Le parc national Fuji-Hakone-Izu regorge de sentiers de randonnée, notamment les quatre menant au mont Fuji. Mais si vous manquez la fenêtre d’ouverture de juillet à septembre – oui, il est interdit de gravir le mont Fuji la majeure partie de l’année – il existe de nombreuses alternatives. Dans la région du mont Fuji, un sentier de cinq heures fait le tour du lac Kawaguchi et offre une vue panoramique sur le mont Fuji et le lac aux allures de miroir. Sur la péninsule d’Izu, sept cascades attendent les randonneurs de Kawazu Seven Falls.

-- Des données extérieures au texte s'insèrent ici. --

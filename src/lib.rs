//! Fuzzy pixel-buffer filter engine.
//!
//! Deterministic, stateless image filters over an in-memory RGBA buffer:
//! channel isolation, inversion, greyscale, pixelation, box/motion blur and
//! general 3x3 convolution with a catalog of named kernels.
//!
//! ## Image Format
//!
//! One format only: RGBA, 8 bits per channel, stored as an
//! `ndarray::Array3<u8>` of shape `(height, width, 4)`. The flat byte view
//! is row-major - pixel `(x, y)` lives at `(x + y*width)*4` - so canvas
//! `ImageData`-style sources map straight onto a [`PixelBuffer`].
//!
//! ## Architecture
//!
//! - [`buffer`] - the owned pixel grid plus the `Pixel`/`Dimension` value
//!   types with clamped construction
//! - [`kernel`] - 3x3 convolution matrices and the named kernel catalog
//! - [`filters`] - the filter passes themselves, one module per family
//! - [`session`] - the fluent [`Fuzzy`] handle chaining filters over one
//!   exclusively owned buffer
//! - [`surface`] - adapter-side helpers: dimension negotiation, resampling
//!
//! Filters either mutate in place in a defined sequential order (blur,
//! pixelate) or run from a read-only snapshot (convolution); see the
//! [`filters`] module docs. Bad scalar parameters clamp or default instead
//! of failing; structural problems ([`FilterError`]) fail before any
//! mutation.

pub mod buffer;
pub mod error;
pub mod filters;
pub mod kernel;
pub mod session;
pub mod surface;

#[cfg(feature = "wasm")]
pub mod wasm;

pub use buffer::{Dimension, Pixel, PixelBuffer};
pub use error::FilterError;
pub use filters::blur::Direction;
pub use filters::color::ColorFilter;
pub use kernel::ConvolutionMatrix;
pub use session::Fuzzy;
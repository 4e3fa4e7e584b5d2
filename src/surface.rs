//! Surface adapter helpers: dimension negotiation and resampling.
//!
//! Everything here sits outside the filter core. The engine only consumes
//! and produces [`PixelBuffer`] values; turning a buffer into a differently
//! sized one (or deciding what "scale to width 500" means when no height is
//! given) is adapter work.

use crate::buffer::{Dimension, PixelBuffer};

/// Resolve output dimensions for a scale request.
///
/// When only one dimension is given the other is derived from the current
/// aspect ratio with truncating integer math; when neither is given the
/// current dimensions are kept.
pub fn fit_dimensions(
    current: Dimension,
    width: Option<usize>,
    height: Option<usize>,
) -> Dimension {
    match (width, height) {
        (Some(width), Some(height)) => Dimension::of(width, height),
        (Some(width), None) => {
            let height = if width != current.width && current.width > 0 {
                width * current.height / current.width
            } else {
                current.height
            };
            Dimension::of(width, height)
        }
        (None, Some(height)) => {
            let width = if height != current.height && current.height > 0 {
                height * current.width / current.height
            } else {
                current.width
            };
            Dimension::of(width, height)
        }
        (None, None) => current,
    }
}

/// Nearest-neighbor resample into a new buffer of the target dimensions.
///
/// Each destination pixel copies the source pixel its center maps onto.
/// Scaling an empty buffer (or to an empty target) yields an empty result.
pub fn resize(buffer: &PixelBuffer, target: Dimension) -> PixelBuffer {
    let (src_width, src_height) = (buffer.width(), buffer.height());
    let mut output = PixelBuffer::new(target);
    if src_width == 0 || src_height == 0 {
        return output;
    }

    for y in 0..target.height {
        let sy = y * src_height / target.height;
        for x in 0..target.width {
            let sx = x * src_width / target.width;
            output.put(x, y, buffer.pixel(sx, sy));
        }
    }

    output
}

Prévoyez une à deux heures pour parcourir le sentier, qui comprend des sentiers et des promenades bien entretenus, bien que mouillés et glissants.
Pour de nombreux randonneurs du Jogasaki Coast Walk, le phare offre une vue panoramique sur l’océan Pacifique se brisant contre les falaises formées par la lave ; il est préférable d’aborder le sentier sans crainte des hauteurs, car il implique la traversée d’un pont suspendu à 74 pieds au-dessus de l’eau. Pendant ce temps, le sentier Old Tokaido Road de Hakone, d’une durée de quatre heures, est autant une expérience culturelle que naturelle, avec des cèdres et des sentiers rocheux ponctués d’un village connu pour son artisanat du bois, un arrêt pour une boisson à base de riz et de mochi, ainsi qu’un sanctuaire shinto.
Si vous recherchez l’altitude, le parc national récompense les ascensions difficiles avec des vues panoramiques depuis ses montagnes. Dans la région du Fuji, le mont Tenjo est accessible toute l’année. La randonnée facile de 45 minutes ou la montée via le téléphérique panoramique en fait l’une des ascensions les plus accessibles pour admirer la montagne et le lac. Bien que le mont Myōjōgatake à Hakone offre ces vues sur le mont Fuji, il est également parsemé d’élévations difficiles, ce qu’un randonneur AllTrails ne recommanderait pas d’entreprendre « à moins que vous ne souhaitiez vraiment un entraînement d’endurance ». Le sommet du verdoyant mont Ōmuro de la péninsule d’Izu est accessible par un télésiège, où vous pourrez effectuer une visite à pied d’une demi-heure de son cratère.
Beauté volcanique des îles Izu

La géologie volcanique est visible de plusieurs manières dans les îles Izu. Résultat des volcans sous-marins perçant la surface de l’océan, les neuf îles habitées ont leurs propres marques volcaniques. Il y a du sable provenant de laves et de roches volcaniques qui bordent les rives, allant des sables rhyolites blancs de Niijima, Shikine et Kōzu aux sables basaltiques noirs de l’île d’Ōshima, la plus grande île de l’archipel.
Ōshima abrite le volcan actif Mont Mihara. Il faut monter deux heures jusqu’au bord du cratère, qui surplombe l’Ura Sabaku environnant, le seul « désert » du Japon. Bien que vous ne puissiez pas gravir le mont Ōyama sur l’île de Miyakejima, il existe de nombreux sentiers de lave, sources chaudes et possibilités d’observation des oiseaux pour vous occuper. Le paysage sculpté par la lave façonne également l’île d’Aogashima, dont la topographie est mieux décrite comme celle d’un volcan situé au sein d’un grand volcan. Arriver ici nécessite du dévouement : en tant qu’île la plus isolée de l’archipel, il faut un hélicoptère ou un paquebot via l’île voisine Hachijōjima pour l’atteindre, et même dans ce cas, vous êtes à la merci de la météo. Une fois sur place, vous constaterez que l’observation des étoiles est l’un des principaux attraits de l’île.
L’île de Kōzushima est beaucoup plus facile d’accès et ne manque pas de sentiers de randonnée à travers ses montagnes, ses baies, ses phares, ses sanctuaires et ses sources chaudes. Autre bonus : elle a été désignée île du ciel étoilé par DarkSky International, ce qui explique son surnom de « Planétarium de Tokyo ». Vous cherchez un autre parc national au Japon ? Vous voudrez peut-être visiter Daisetsuzan, connu comme le terrain de jeu des dieux du Japon pour sa chaîne de montagnes incroyablement accidentées et remplies de fleurs sauvages.